German-Austrian manager (born 1943)

Wolfgang Heinz Porsche (born 10 May 1943) is a German-Austrian manager and a member of the Porsche family. He is a shareholder and chairman of the Supervisory Board of Porsche Automobil Holding SE as well as of Porsche AG. He is the youngest son of Ferdinand (Ferry) Porsche and Dorothea Reitz. His oldest brother is Ferdinand (Butzi) Porsche, designer of the Porsche 911.

==Early life==
After schooling, Porsche trained as a metalworker, and eventually obtained a degree in Business Administration from the Vienna University of Economics and Business. After qualifying, Porsche established his own business, importing Yamaha motorbikes to Austria. In 1976, Porsche joined Daimler-Benz. Two years later, he was appointed to the Supervisory Board of Porsche AG.
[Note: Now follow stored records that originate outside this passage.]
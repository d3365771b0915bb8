use std::path::PathBuf;
use std::time::Duration;

use crate::args::Args;
use crate::fetch::{FetcherConfig, RetryPolicy};
use crate::merge::MergeStrategy;
use crate::normalize::ExtensionSet;

pub const ARCHIVE_CDX_ENDPOINT: &str = "https://web.archive.org/cdx/search/cdx";

/// Immutable settings for a whole run, shared by every domain.
#[derive(Debug, Clone)]
pub struct PipelineConfig {
    pub extensions: ExtensionSet,
    pub placeholder: Option<String>,
    pub merge_strategy: MergeStrategy,
    pub stream: bool,
    /// Overrides the per-domain `<domain>.txt` output file.
    pub output: Option<PathBuf>,
    pub archive_endpoint: String,
    pub fetcher: FetcherConfig,
}

impl Default for PipelineConfig {
    fn default() -> Self {
        Self {
            extensions: ExtensionSet::default(),
            placeholder: None,
            merge_strategy: MergeStrategy::default(),
            stream: false,
            output: None,
            archive_endpoint: ARCHIVE_CDX_ENDPOINT.to_string(),
            fetcher: FetcherConfig::default(),
        }
    }
}

impl PipelineConfig {
    pub fn from_args(args: &Args) -> Self {
        let retry = RetryPolicy {
            max_retries: args.retries,
            unit: Duration::from_millis(args.retry_unit_ms),
            ..RetryPolicy::default()
        };

        Self {
            extensions: ExtensionSet::new(&args.extensions),
            // An empty placeholder means "keep values", not "erase them".
            placeholder: args.placeholder.clone().filter(|p| !p.is_empty()),
            merge_strategy: if args.keep_values {
                MergeStrategy::AllValues
            } else {
                MergeStrategy::Representative
            },
            stream: args.stream,
            output: args.output.clone(),
            archive_endpoint: ARCHIVE_CDX_ENDPOINT.to_string(),
            fetcher: FetcherConfig {
                proxy: args.proxy.clone(),
                timeout: Duration::from_secs(args.timeout),
                retry,
            },
        }
    }

    pub fn output_path_for(&self, domain: &str) -> PathBuf {
        self.output
            .clone()
            .unwrap_or_else(|| PathBuf::from(format!("{}.txt", domain)))
    }
}
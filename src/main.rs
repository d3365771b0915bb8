use anyhow::Result;
use clap::Parser;
use tracing::error;

use paramspider::{domain, pipeline, utils, Args, PipelineConfig};

fn main() -> Result<()> {
    let args = Args::parse();
    utils::setup_logging(args.verbose, args.quiet);
    utils::validate_args(&args)?;

    let domains = domain::resolve_targets(args.domain.as_deref(), args.list.as_deref())?;
    let config = PipelineConfig::from_args(&args);

    match pipeline::run(&domains, &config) {
        Ok(summary) => {
            if summary.processed == 0 && summary.skipped > 0 {
                std::process::exit(1);
            }
            Ok(())
        }
        Err(e) => {
            error!(action = "abort", component = "main", error = %format!("{:#}", e), "Run aborted");
            std::process::exit(1);
        }
    }
}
==Administrative and supervisory positions==
In 2007, Porsche became Chairman of both Porsche AG and Porsche Automobil Holding SE. In 2008, Porsche also joined the Supervisory Board of Volkswagen AG. Porsche is a member of board of directors of Porsche Automobil Holding, along with Josef Michael Ahorner, Stefan Piëch, Peter Daniell Porsche, Hans Michel Piech, Ferdinand Oliver Porsche and Hans-Peter Porsche. Porsche also sits on the supervisory board of separately listed Volkswagen AG.